ジルコニア酸素センサ
ジルコニア酸素センサについて
排気ガスの空燃比コントロールに活用されるセンサです。

ジルコニア酸素センサとは
ジルコニアセラミックスの両側面に多孔質電極を設け、片側を大気、その反対側を排気ガスにさらすと、排気ガス側の酸素濃度に応じて起電力が発生します。この特性を活かして、排気ガスの空燃比コントロールに適用することができます。

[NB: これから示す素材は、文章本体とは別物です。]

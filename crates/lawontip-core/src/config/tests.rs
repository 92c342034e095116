use std::io::Write;
use std::path::PathBuf;

use lawontip_memory::Metric;
use serial_test::serial;

use super::*;
use crate::error::ConfigError;
use crate::vault::MockVaultProvider;

const ENV_KEYS: [&str; 12] = [
    "LAWONTIP_DOCUMENTS_DIR",
    "LAWONTIP_INDEX_DIR",
    "LAWONTIP_CHUNK_SIZE",
    "LAWONTIP_CHUNK_OVERLAP",
    "LAWONTIP_TOP_K",
    "LAWONTIP_LLM_MODEL",
    "LAWONTIP_EMBEDDING_MODEL",
    "LAWONTIP_HOST",
    "LAWONTIP_PORT",
    "LAWONTIP_MAX_RETRIES",
    "LAWONTIP_TIMEOUT_LLM",
    "LAWONTIP_TIMEOUT_EMBEDDING",
];

fn clear_env() {
    for key in ENV_KEYS {
        unsafe { std::env::remove_var(key) };
    }
}

fn write_config(content: &str) -> (tempfile::TempDir, PathBuf) {
    let dir = tempfile::tempdir().unwrap();
    let path = dir.path().join("config.toml");
    let mut f = std::fs::File::create(&path).unwrap();
    f.write_all(content.as_bytes()).unwrap();
    (dir, path)
}

#[test]
fn defaults() {
    let config = Config::default();
    assert_eq!(config.documents.dir, PathBuf::from("data"));
    assert!(!config.documents.include_text_files);
    assert_eq!(config.index.dir, PathBuf::from("my_vector_store"));
    assert_eq!(config.index.metric, Metric::Cosine);
    assert_eq!(config.splitter.chunk_size, 1000);
    assert_eq!(config.splitter.chunk_overlap, 200);
    assert_eq!(config.embedding.model, "models/embedding-001");
    assert_eq!(config.llm.provider, "groq");
    assert_eq!(config.llm.model, "llama3-70b-8192");
    assert!(config.llm.temperature.is_none());
    assert_eq!(config.retrieval.top_k, 4);
    assert_eq!(config.memory.history_window, 2);
    assert_eq!(config.prompt.budget_tokens, 6000);
    assert_eq!(config.gateway.port, 8501);
    assert_eq!(config.timeouts.max_retries, 1);
    assert!(config.validate().is_ok());
}

#[test]
#[serial]
fn load_missing_file_uses_defaults() {
    clear_env();
    let dir = tempfile::tempdir().unwrap();
    let config = Config::load(&dir.path().join("absent.toml")).unwrap();
    assert_eq!(config.retrieval.top_k, 4);
    assert_eq!(config.gateway.host, "127.0.0.1");
}

#[test]
#[serial]
fn load_partial_toml() {
    clear_env();
    let (_dir, path) = write_config(
        r#"
[splitter]
chunk_size = 500
chunk_overlap = 50

[index]
dir = "store"
metric = "l2"

[llm]
model = "llama-3.1-8b-instant"
temperature = 0.2

[gateway]
port = 9000
"#,
    );
    let config = Config::load(&path).unwrap();
    assert_eq!(config.splitter.chunk_size, 500);
    assert_eq!(config.splitter.chunk_overlap, 50);
    assert!(config.splitter.sentence_aware);
    assert_eq!(config.index.dir, PathBuf::from("store"));
    assert_eq!(config.index.metric, Metric::L2);
    assert_eq!(config.llm.model, "llama-3.1-8b-instant");
    assert_eq!(config.llm.temperature, Some(0.2));
    assert_eq!(config.llm.max_tokens, 1024);
    assert_eq!(config.gateway.port, 9000);
    assert_eq!(config.gateway.host, "127.0.0.1");
}

#[test]
#[serial]
fn shipped_config_matches_defaults() {
    clear_env();
    let path = PathBuf::from(env!("CARGO_MANIFEST_DIR")).join("../../config/default.toml");
    let shipped = Config::load(&path).unwrap();
    let defaults = Config::default();
    assert_eq!(
        toml::to_string(&shipped).unwrap(),
        toml::to_string(&defaults).unwrap()
    );
}

#[test]
#[serial]
fn load_rejects_malformed_toml() {
    clear_env();
    let (_dir, path) = write_config("[splitter\nchunk_size = ");
    let err = Config::load(&path).unwrap_err();
    assert!(matches!(err, ConfigError::Parse { .. }));
}

#[test]
#[serial]
fn env_overrides_file_values() {
    clear_env();
    let (_dir, path) = write_config("[retrieval]\ntop_k = 8\n");
    unsafe {
        std::env::set_var("LAWONTIP_TOP_K", "3");
        std::env::set_var("LAWONTIP_INDEX_DIR", "/tmp/lawontip-index");
        std::env::set_var("LAWONTIP_PORT", "8080");
        std::env::set_var("LAWONTIP_LLM_MODEL", "mixtral-8x7b-32768");
        std::env::set_var("LAWONTIP_TIMEOUT_LLM", "60");
        std::env::set_var("LAWONTIP_MAX_RETRIES", "2");
    }
    let config = Config::load(&path).unwrap();
    clear_env();

    assert_eq!(config.retrieval.top_k, 3);
    assert_eq!(config.index.dir, PathBuf::from("/tmp/lawontip-index"));
    assert_eq!(config.gateway.port, 8080);
    assert_eq!(config.llm.model, "mixtral-8x7b-32768");
    assert_eq!(config.timeouts.llm_seconds, 60);
    assert_eq!(config.timeouts.max_retries, 2);
}

#[test]
#[serial]
fn invalid_env_value_is_ignored() {
    clear_env();
    unsafe { std::env::set_var("LAWONTIP_PORT", "not-a-port") };
    let config = Config::load(&PathBuf::from("/nonexistent/lawontip.toml")).unwrap();
    clear_env();
    assert_eq!(config.gateway.port, 8501);
}

#[test]
#[serial]
fn overlap_not_smaller_than_chunk_size_is_rejected() {
    clear_env();
    unsafe {
        std::env::set_var("LAWONTIP_CHUNK_SIZE", "100");
        std::env::set_var("LAWONTIP_CHUNK_OVERLAP", "100");
    }
    let err = Config::load(&PathBuf::from("/nonexistent/lawontip.toml")).unwrap_err();
    clear_env();
    assert!(matches!(err, ConfigError::Invalid(ref m) if m.contains("chunk_overlap")));
}

#[test]
fn validate_rejects_zero_top_k_and_bad_temperature() {
    let mut config = Config::default();
    config.retrieval.top_k = 0;
    assert!(config.validate().is_err());

    let mut config = Config::default();
    config.llm.temperature = Some(3.5);
    assert!(config.validate().is_err());
}

#[tokio::test]
async fn resolve_secrets_stores_both_keys() {
    let vault = MockVaultProvider::new()
        .with_secret(GOOGLE_API_KEY, "g-key")
        .with_secret(GROQ_API_KEY, "gsk-key");
    let mut config = Config::default();
    config.resolve_secrets(&vault).await.unwrap();
    assert_eq!(config.secrets.google_api_key.unwrap().expose(), "g-key");
    assert_eq!(config.secrets.groq_api_key.unwrap().expose(), "gsk-key");
}

#[tokio::test]
async fn missing_secrets_names_every_key() {
    let mut config = Config::default();
    let err = config
        .resolve_secrets(&MockVaultProvider::new())
        .await
        .unwrap_err();
    match err {
        ConfigError::MissingSecrets(keys) => assert_eq!(keys, [GOOGLE_API_KEY, GROQ_API_KEY]),
        other => panic!("unexpected error: {other}"),
    }
}

#[tokio::test]
async fn empty_secret_counts_as_missing() {
    let vault = MockVaultProvider::new()
        .with_secret(GOOGLE_API_KEY, "g-key")
        .with_secret(GROQ_API_KEY, "  ");
    let mut config = Config::default();
    let err = config.resolve_secrets(&vault).await.unwrap_err();
    assert!(err.to_string().contains("GROQ_API_KEY"));
    assert!(!err.to_string().contains("GOOGLE_API_KEY"));
}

上図はリッチ(燃料過多・酸素濃度低)燃焼後の排気ガスにさらされた際の酸素センサの挙動となります。 ジルコニアを高温に保ち、イオン伝導性を持たせることによって、酸素濃度の高い大気側から排気ガス側への酸素イオン流が発生します。 酸素イオンは負の電荷となりますので、ジルコニアの両端電極間に起電力が発生していることになります。 反面、リーン(燃料希薄・酸素濃度高)燃焼後の排気ガスの場合、両端電極間での酸素濃度勾配が小さいため、起電力は発生しません。

ジルコニア酸素センサの4輪車への適用
厳しい排気ガス規制をクリアするためには、触媒の排気ガス浄化率をできるだけ高く維持する必要があります。 排気ガス浄化率は右図に示したように、理論空燃比付近でもっとも高くなり、エンジン燃焼を理論空燃比周辺(図ウィンドウ内)で制御すれば、クリーンなガスが排出されます。

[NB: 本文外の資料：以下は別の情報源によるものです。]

use serde::{Deserialize, Serialize};

use crate::vector_store::ChunkPayload;

#[derive(Debug, Clone, PartialEq, Eq, Serialize, Deserialize)]
pub struct DocumentMetadata {
    /// File name the text came from.
    pub source: String,
    /// 1-based page number; plain-text files are a single page.
    pub page: u32,
    pub content_type: String,
}

/// The extracted text of one page.
#[derive(Debug, Clone)]
pub struct Document {
    pub content: String,
    pub metadata: DocumentMetadata,
}

#[derive(Debug, Clone, PartialEq, Eq)]
pub struct Chunk {
    pub content: String,
    pub metadata: DocumentMetadata,
    pub chunk_index: usize,
    /// Offset of the first character within the page text, counted in chars.
    pub start: usize,
}

impl Chunk {
    /// Length in characters.
    #[must_use]
    pub fn char_len(&self) -> usize {
        self.content.chars().count()
    }

    #[must_use]
    pub fn payload(&self) -> ChunkPayload {
        ChunkPayload {
            text: self.content.clone(),
            source: self.metadata.source.clone(),
            page: self.metadata.page,
            chunk_index: self.chunk_index,
        }
    }
}
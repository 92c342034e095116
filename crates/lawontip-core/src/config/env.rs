use std::path::PathBuf;
use std::str::FromStr;

use super::Config;

fn parsed<T: FromStr>(key: &str) -> Option<T> {
    let v = std::env::var(key).ok()?;
    if let Ok(parsed) = v.parse::<T>() {
        Some(parsed)
    } else {
        tracing::warn!("ignoring invalid {key} value: {v}");
        None
    }
}

impl Config {
    pub(crate) fn apply_env_overrides(&mut self) {
        if let Ok(v) = std::env::var("LAWONTIP_DOCUMENTS_DIR") {
            self.documents.dir = PathBuf::from(v);
        }
        if let Ok(v) = std::env::var("LAWONTIP_INDEX_DIR") {
            self.index.dir = PathBuf::from(v);
        }
        if let Some(size) = parsed::<usize>("LAWONTIP_CHUNK_SIZE") {
            self.splitter.chunk_size = size;
        }
        if let Some(overlap) = parsed::<usize>("LAWONTIP_CHUNK_OVERLAP") {
            self.splitter.chunk_overlap = overlap;
        }
        if let Some(k) = parsed::<usize>("LAWONTIP_TOP_K") {
            self.retrieval.top_k = k;
        }
        if let Ok(v) = std::env::var("LAWONTIP_LLM_MODEL") {
            self.llm.model = v;
        }
        if let Ok(v) = std::env::var("LAWONTIP_EMBEDDING_MODEL") {
            self.embedding.model = v;
        }
        if let Ok(v) = std::env::var("LAWONTIP_HOST") {
            self.gateway.host = v;
        }
        if let Some(port) = parsed::<u16>("LAWONTIP_PORT") {
            self.gateway.port = port;
        }
        if let Some(retries) = parsed::<u32>("LAWONTIP_MAX_RETRIES") {
            self.timeouts.max_retries = retries;
        }
        if let Some(secs) = parsed::<u64>("LAWONTIP_TIMEOUT_LLM") {
            self.timeouts.llm_seconds = secs;
        }
        if let Some(secs) = parsed::<u64>("LAWONTIP_TIMEOUT_EMBEDDING") {
            self.timeouts.embedding_seconds = secs;
        }
    }
}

一方、前出の様にジルコニア酸素センサは排気ガス中の酸素濃度に応じて、0⇔1Vの出力を発生します。酸素センサの信号に基づき燃料噴射コントロールをおこなうことで、理論空燃比付近での燃焼を可能にし、クリーンな排気ガスを実現することができます。
触媒下流にもセンサを取り付け、触媒劣化検知などの自己診断機能をサポートするためにも用いられます。一般的には、昨今の車両にはバンク毎に上下流各1本ずつのセンサが用いられています。つまり、V型エンジンには4本/車両の酸素センサが装着されています。

2輪車への適用
2輪車も排気ガス規制が強化されており、4輪車同様、燃料噴射コントロールと触媒による排気ガス処理システムの要求が高まっています。2輪車の場合、エンジン側に近く排気温度が高い場合にはヒータレスタイプを、エンジンより遠く排気温度が低い場合はヒータ付のタイプになります。

その他の適用例
上述した乗用車両の他に、芝刈り機や発電機などの汎用エンジン用として、また、農機や建機などの車両用のエンジン燃焼制御にも用いられています。触媒上流、下流のいずれの用途にも用いられています。
主な製品

四輪用ジルコニア酸素センサ
用途
4輪向けに広く普及しているバイナリ出力(0⇔1V出力)タイプのジルコニア式酸素センサです。
特徴
- 高い耐熱性、耐被水性、耐久信頼性
- 優れた出力安定性、早期活性
- 触媒下流用途への対応

ヒータ付き二輪用ジルコニア酸素センサ
用途
2輪車など、取り付け制限の多い使用環境を考慮した小型、軽量の酸素センサです。 四輪用の酸素センサと比較して、大幅に小型化を図った設計となっています。 また、素子に板状素子を使用し、早期活性を達成しています。
特徴
- 積層型の板状素子を用いて、本体を小型・軽量化。
- エンジン回転数の高い2輪車に、最適な高耐振動性構造。
- 素子とヒータを一体化して省電力、早期活性を達成。コールドスタートエミッション規制にも対応。

ヒータレス二輪用ジルコニア酸素センサ
用途
排気ガス熱量を利用することで電力を必要としないヒータレスタイプの小型酸素センサです。排気温度を利用しやすい2輪車での適用実績が増加しています。小型構造を採用することにより、フレキシブルな取り付け要件への対応が可能です。
特徴
- 排気ガスからの受熱を有効に使い、要求電力の増加に伴うパワーダウンを回避する、電力不要なヒータレス構造。
- 2輪車向け専用設計による小型、軽量で高耐振性。